Network mapping (Network Map): Select your VPC. Key step: Select at least two AZ (for example, us-east-1a and us-east-1b) and select the public subnet corresponding to each AZ.💡Architecture Pit Avoidance Guide: ALB itself must reside in the public network subnet so that it can obtain the public network IP to receive Internet traffic. But! Your back-end web server (EC2) can and is strongly recommended to be placed in a private subnet (Private Subnet). In this way, no one from the outside world can directly attack your server through IP, all the security protection is carried by the front-end ALB, and the architecture security is instantly full.

Step 3: Configure Security Groups (Security Groups) and Listeners

Security groups: To associate a security group with ALB, the TCP 80(HTTP) and TCP 443(HTTPS) ports must be opened.

Listeners and routing (Listener and Routing): By default, there is an HTTP:80 listener. In the Forward to (Forward to) drop-down menu, select the "target group" we created in the first step ". As

If there is an SSL certificate, click Add listener, add an HTTPS:443, and configure your domain name certificate.

Click on the bottom

Create load balancer

. After about 2 minutes, the ALB status changes

Active

, you will get a long DNS name (for example:

my-alb-123456789.us-east-1.elb.amazonaws.com

).

4. advanced advanced: combined with Auto Scaling (elastic expansion) to achieve the ultimate high availability

If you only have ELB, the website will still be stuck when the traffic really exceeds the total tolerance limit of the back-end server.

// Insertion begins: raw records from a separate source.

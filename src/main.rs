//! stasm-build command-line interface
//!
//! Configures and builds the Stasm Python extension against OpenCV

use clap::{Parser, Subcommand};
use stasm_build::SourceLanguage;
use std::path::PathBuf;
use std::process;

/// Display an error with optional backtrace information
fn display_error(err: &anyhow::Error, backtrace_enabled: bool) {
    eprintln!("error: {err}");

    // Show error chain
    let mut source = err.source();
    while let Some(err) = source {
        eprintln!("caused by: {err}");
        source = err.source();
    }

    if backtrace_enabled {
        let backtrace = err.backtrace();
        if backtrace.status() == std::backtrace::BacktraceStatus::Captured {
            eprintln!("\nBacktrace:");
            eprintln!("{backtrace}");
        }
    }
}

#[derive(Parser)]
#[command(name = "stasm-build")]
#[command(version = env!("CARGO_PKG_VERSION"))]
#[command(about = "Configure and build the Stasm Python extension", long_about = None)]
pub(crate) struct Cli {
    /// Print debug information to stderr
    #[arg(long, global = true)]
    debug: bool,

    /// Show a backtrace on errors (requires `RUST_BACKTRACE=1`)
    #[arg(long, global = true)]
    backtrace: bool,

    /// Path to a config file (default: .stasm-build.toml)
    #[arg(long, global = true, env = "STASM_BUILD_CONFIG")]
    config: Option<PathBuf>,

    /// Ignore config files
    #[arg(long, global = true)]
    no_config: bool,

    #[command(subcommand)]
    command: Commands,
}

/// Target selection shared by the planning commands
#[derive(clap::Args, Debug, Clone, Default)]
pub(crate) struct TargetArgs {
    /// Toolchain identity (unix, msvc, mingw32, cygwin, ...)
    #[arg(long)]
    toolchain: Option<String>,

    /// Target platform (linux, windows, macos, ...)
    #[arg(long)]
    platform: Option<String>,

    /// numpy header directory (skips probing Python for it)
    #[arg(long)]
    numpy_include: Option<PathBuf>,

    /// Do not run the Python interpreter to probe include paths or flags
    #[arg(long)]
    no_python: bool,
}

#[derive(Subcommand)]
enum Commands {
    /// List compilable sources found under a directory
    Sources {
        /// Directory to walk (default: the first extension's source root)
        #[arg(long)]
        root: Option<PathBuf>,

        /// File name pattern; repeat for several (default: *.cpp)
        #[arg(long)]
        pattern: Vec<String>,
    },

    /// List headers the extension depends on
    Headers {
        /// Directory to walk (default: the first extension's source root)
        #[arg(long)]
        root: Option<PathBuf>,
    },

    /// Show compiler flags after adaptation for a toolchain
    ///
    /// Base flags can be passed after `--`; otherwise the resolved defaults are used.
    Flags {
        #[command(flatten)]
        target: TargetArgs,

        /// Language being compiled
        #[arg(long, value_enum, default_value_t = SourceLanguage::Cpp)]
        language: SourceLanguage,

        /// Base flags to adapt
        #[arg(last = true)]
        flags: Vec<String>,
    },

    /// Show link libraries resolved for a platform
    Libraries {
        /// Target platform (linux, windows, macos, ...)
        #[arg(long)]
        platform: Option<String>,

        /// Version suffix used on Windows (default: 300)
        #[arg(long)]
        suffix: Option<String>,

        /// Base library names (default: the OpenCV modules)
        names: Vec<String>,
    },

    /// Show the full build plan for every extension
    Plan {
        #[command(flatten)]
        target: TargetArgs,

        /// Print the plan as JSON
        #[arg(long)]
        json: bool,
    },

    /// Compile and link every extension
    Build {
        #[command(flatten)]
        target: TargetArgs,

        /// Directory for linked modules (default: build/lib)
        #[arg(long)]
        out_dir: Option<PathBuf>,

        /// Directory for object files (default: build/temp)
        #[arg(long)]
        build_temp: Option<PathBuf>,

        /// Print the commands without running them
        #[arg(long)]
        dry_run: bool,

        /// Enable verbose output including toolchain logs
        #[arg(long, short)]
        verbose: bool,
    },

    /// Generate shell completion scripts
    Completion {
        /// Shell to generate completions for
        shell: clap_complete::Shell,
    },
}

fn main() {
    let cli = Cli::parse();

    stasm_build::init_debug(cli.debug);

    let global = commands::GlobalOptions {
        config: cli.config,
        no_config: cli.no_config,
    };

    let result = match cli.command {
        Commands::Sources { root, pattern } => commands::sources::run(&global, root, &pattern),
        Commands::Headers { root } => commands::sources::run_headers(&global, root),
        Commands::Flags {
            target,
            language,
            flags,
        } => commands::flags::run(&global, &target, language, flags),
        Commands::Libraries {
            platform,
            suffix,
            names,
        } => commands::libraries::run(&global, platform.as_deref(), suffix.as_deref(), names),
        Commands::Plan { target, json } => commands::plan::run(&global, &target, json),
        Commands::Build {
            target,
            out_dir,
            build_temp,
            dry_run,
            verbose,
        } => commands::build::run(
            &global,
            &target,
            commands::build::BuildOptions {
                out_dir,
                build_temp,
                dry_run,
                verbose,
            },
        ),
        Commands::Completion { shell } => commands::completion::run(shell),
    };

    if let Err(e) = result {
        display_error(&e, cli.backtrace);
        process::exit(1);
    }
}

mod commands;
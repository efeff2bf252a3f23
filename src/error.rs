// Error types for gh-status.
// Covers HTTP transport failures, gh transport failures, cache I/O and configuration errors.

use thiserror::Error;

#[derive(Error, Debug)]
pub enum StatusError {
    #[error("GitHub API error: {0}")]
    Http(#[from] reqwest::Error),

    #[error(
        "Failed to fetch {url}: status {status}, rate limit remaining: {}, body: {body}",
        display_remaining(.rate_limit_remaining)
    )]
    Status {
        url: String,
        status: u16,
        rate_limit_remaining: Option<u64>,
        body: String,
    },

    #[error("gh transport failed: {0}")]
    Cli(String),

    #[error("JSON parsing error: {0}")]
    Json(#[from] serde_json::Error),

    #[error("IO error: {0}")]
    Io(#[from] std::io::Error),

    #[error("Invalid configuration: {0}")]
    Config(String),

    #[error("Failed to fetch {what}: {source}")]
    CoreFetch {
        what: &'static str,
        #[source]
        source: Box<StatusError>,
    },
}

impl StatusError {
    /// Whether this is a 403/429 response with the quota exhausted.
    pub fn is_rate_limited(&self) -> bool {
        match self {
            StatusError::Status {
                status: 403 | 429,
                rate_limit_remaining: Some(0),
                ..
            } => true,
            StatusError::CoreFetch { source, .. } => source.is_rate_limited(),
            _ => false,
        }
    }

    /// HTTP status carried by a non-success response, if any.
    pub fn status_code(&self) -> Option<u16> {
        match self {
            StatusError::Status { status, .. } => Some(*status),
            StatusError::CoreFetch { source, .. } => source.status_code(),
            _ => None,
        }
    }
}

fn display_remaining(remaining: &Option<u64>) -> String {
    remaining
        .map(|r| r.to_string())
        .unwrap_or_else(|| "unknown".to_string())
}

pub type Result<T> = std::result::Result<T, StatusError>;

#[cfg(test)]
mod tests {
    use super::*;

    fn status(code: u16, remaining: Option<u64>) -> StatusError {
        StatusError::Status {
            url: "https://api.github.com/users/octocat".to_string(),
            status: code,
            rate_limit_remaining: remaining,
            body: "{\"message\":\"API rate limit exceeded\"}".to_string(),
        }
    }

    #[test]
    fn test_rate_limited_detection() {
        assert!(status(403, Some(0)).is_rate_limited());
        assert!(status(429, Some(0)).is_rate_limited());
        assert!(!status(403, Some(12)).is_rate_limited());
        assert!(!status(404, Some(0)).is_rate_limited());
        assert!(!status(403, None).is_rate_limited());
    }

    #[test]
    fn test_status_message_includes_body_and_quota() {
        let message = status(403, Some(0)).to_string();
        assert!(message.contains("status 403"));
        assert!(message.contains("rate limit remaining: 0"));
        assert!(message.contains("API rate limit exceeded"));

        let unknown = status(500, None).to_string();
        assert!(unknown.contains("rate limit remaining: unknown"));
    }

    #[test]
    fn test_core_fetch_names_the_fetch() {
        let err = StatusError::CoreFetch {
            what: "user profile",
            source: Box::new(status(404, Some(59))),
        };
        assert!(err.to_string().starts_with("Failed to fetch user profile:"));
        assert_eq!(err.status_code(), Some(404));
        assert!(!err.is_rate_limited());
    }

    #[test]
    fn test_rate_limit_seen_through_core_fetch() {
        let err = StatusError::CoreFetch {
            what: "repository list",
            source: Box::new(status(403, Some(0))),
        };
        assert!(err.is_rate_limited());
    }
}
// gh CLI transport.
// Probes once whether an authenticated gh is usable and runs `gh api` requests through it.

use std::process::{Output, Stdio};
use std::sync::Arc;

use async_trait::async_trait;
use serde_json::Value;
use tokio::process::Command;
use tokio::sync::OnceCell;
use tracing::{debug, info, warn};

use crate::error::{Result, StatusError};

/// Runs the gh program with the given arguments.
#[async_trait]
pub trait CommandRunner: Send + Sync {
    async fn run(&self, args: &[&str]) -> std::io::Result<Output>;
}

/// Spawns a real program and waits for it to exit.
#[derive(Debug, Clone)]
pub struct ProcessRunner {
    program: String,
}

impl ProcessRunner {
    pub fn new(program: impl Into<String>) -> Self {
        Self {
            program: program.into(),
        }
    }
}

impl Default for ProcessRunner {
    fn default() -> Self {
        Self::new("gh")
    }
}

#[async_trait]
impl CommandRunner for ProcessRunner {
    async fn run(&self, args: &[&str]) -> std::io::Result<Output> {
        Command::new(&self.program)
            .args(args)
            .stdin(Stdio::null())
            .stdout(Stdio::piped())
            .stderr(Stdio::piped())
            .kill_on_drop(true)
            .output()
            .await
    }
}

/// Whether the gh transport can be used for this run.
#[derive(Debug, Clone, Copy, PartialEq, Eq)]
pub enum TransportAvailability {
    Unknown,
    Available,
    Unavailable,
}

/// Decides once per client whether requests may go through gh.
///
/// The probe result is memoized; a failed probe is not retried.
pub struct TransportSelector {
    runner: Arc<dyn CommandRunner>,
    has_credential: bool,
    available: OnceCell<bool>,
}

impl TransportSelector {
    pub fn new(runner: Arc<dyn CommandRunner>, has_credential: bool) -> Self {
        Self {
            runner,
            has_credential,
            available: OnceCell::new(),
        }
    }

    /// A selector that never uses gh.
    pub fn disabled() -> Self {
        Self::new(Arc::new(ProcessRunner::default()), false)
    }

    /// Current state without triggering a probe.
    pub fn availability(&self) -> TransportAvailability {
        match self.available.get() {
            None => TransportAvailability::Unknown,
            Some(true) => TransportAvailability::Available,
            Some(false) => TransportAvailability::Unavailable,
        }
    }

    /// Resolve availability, probing on first call only.
    pub async fn probe(&self) -> bool {
        *self
            .available
            .get_or_init(|| async { self.check_auth().await })
            .await
    }

    async fn check_auth(&self) -> bool {
        if !self.has_credential {
            debug!("No GitHub token set, skipping gh auth probe");
            return false;
        }

        match self.runner.run(&["auth", "status"]).await {
            Ok(output) if output.status.success() => {
                info!("gh CLI is authenticated, using it as primary transport");
                true
            }
            Ok(output) => {
                warn!(
                    "gh auth status exited with {}, using HTTP transport",
                    output.status
                );
                false
            }
            Err(e) => {
                warn!("Could not run gh auth status: {}, using HTTP transport", e);
                false
            }
        }
    }

    /// Run `gh api --method GET <path>` and parse its output as JSON.
    pub async fn fetch(&self, path: &str) -> Result<Value> {
        let output = self
            .runner
            .run(&["api", "--method", "GET", path])
            .await
            .map_err(|e| StatusError::Cli(format!("failed to run gh api: {}", e)))?;

        if !output.status.success() {
            return Err(StatusError::Cli(format!(
                "gh api exited with {}: {}",
                output.status,
                String::from_utf8_lossy(&output.stderr).trim()
            )));
        }
        if output.stdout.iter().all(u8::is_ascii_whitespace) {
            return Err(StatusError::Cli("gh api returned no output".to_string()));
        }

        serde_json::from_slice(&output.stdout)
            .map_err(|e| StatusError::Cli(format!("gh api returned invalid JSON: {}", e)))
    }
}


#[cfg(test)]
mod tests {
    use super::testing::FakeRunner;
    use super::*;

    #[tokio::test]
    async fn test_missing_credential_skips_probe() {
        let runner = Arc::new(FakeRunner::new(0, 0, "{}"));
        let selector = TransportSelector::new(runner.clone(), false);

        assert_eq!(selector.availability(), TransportAvailability::Unknown);
        assert!(!selector.probe().await);
        assert_eq!(selector.availability(), TransportAvailability::Unavailable);
        assert!(runner.calls().is_empty());
    }

    #[tokio::test]
    async fn test_probe_runs_once() {
        let runner = Arc::new(FakeRunner::new(0, 0, "{}"));
        let selector = TransportSelector::new(runner.clone(), true);

        let (a, b) = tokio::join!(selector.probe(), selector.probe());
        assert!(a && b);
        assert!(selector.probe().await);
        assert_eq!(selector.availability(), TransportAvailability::Available);
        assert_eq!(runner.calls(), vec![vec!["auth".to_string(), "status".to_string()]]);
    }

    #[tokio::test]
    async fn test_failed_probe_is_memoized() {
        let runner = Arc::new(FakeRunner::new(1, 0, "{}"));
        let selector = TransportSelector::new(runner.clone(), true);

        assert!(!selector.probe().await);
        assert!(!selector.probe().await);
        assert_eq!(runner.calls().len(), 1);
    }

    #[tokio::test]
    async fn test_spawn_error_is_unavailable() {
        let runner = Arc::new(ProcessRunner::new("gh-status-test-no-such-program"));
        let selector = TransportSelector::new(runner, true);

        assert!(!selector.probe().await);
        assert_eq!(selector.availability(), TransportAvailability::Unavailable);
    }

    #[tokio::test]
    async fn test_fetch_parses_output() {
        let runner = Arc::new(FakeRunner::new(0, 0, "{\"Rust\": 42}"));
        let selector = TransportSelector::new(runner.clone(), true);

        let value = selector.fetch("/repos/o/r/languages").await.unwrap();
        assert_eq!(value["Rust"], 42);
        assert_eq!(
            runner.calls()[0],
            vec!["api", "--method", "GET", "/repos/o/r/languages"]
        );
    }

    #[tokio::test]
    async fn test_fetch_failures() {
        let failing = TransportSelector::new(Arc::new(FakeRunner::new(0, 1, "{}")), true);
        assert!(matches!(failing.fetch("/x").await, Err(StatusError::Cli(_))));

        let empty = TransportSelector::new(Arc::new(FakeRunner::new(0, 0, " \n")), true);
        assert!(matches!(empty.fetch("/x").await, Err(StatusError::Cli(_))));

        let garbage = TransportSelector::new(Arc::new(FakeRunner::new(0, 0, "<html>")), true);
        assert!(matches!(garbage.fetch("/x").await, Err(StatusError::Cli(_))));
    }
}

ELB is just a lobby manager, it can't make more tellers out of thin air.

To achieve true "elastic freedom", you need to put

ELB

and

Auto Scaling

Bound together.

[User Request] -> [ELB] -> [Auto Scaling Group]

When the double eleven is approaching, the traffic will surge:

CloudWatch monitoring found that the average CPU of the back-end server soared to 80%.

Auto Scaling received the signal and immediately automatically packaged and created 5 brand new EC2 servers.

The most wonderful place is here: after the new server is started, Auto Scaling will automatically report to ELB's target group: "reporting manager, I am the new teller, ready!"

The ELB was notified and immediately began offloading subsequent traffic to the five new servers, without manually changing any line of configuration or restarting any device.

At 2: 00 a.m. when the traffic recedes and the CPU drops, Auto Scaling will automatically destroy the five machines to save money, and ELB will gracefully disconnect (Deregistration Delay) to ensure that the requests being processed are normally completed before moving them out of the cluster.

Conclusion

In a modern cloud-native architecture, Amazon ELB is definitely not a simple "traffic forwarder", it is the entire high-availability architecture.

Commander

.

It prevents physical-level disasters through node deployment across Availability Zones, isolates internal system faults through strict health checks, and enables unlimited business extension through perfect coordination with Auto Scaling. After understanding the operation logic and configuration details of ELB, you have the key to build a modern website with high concurrency and no downtime.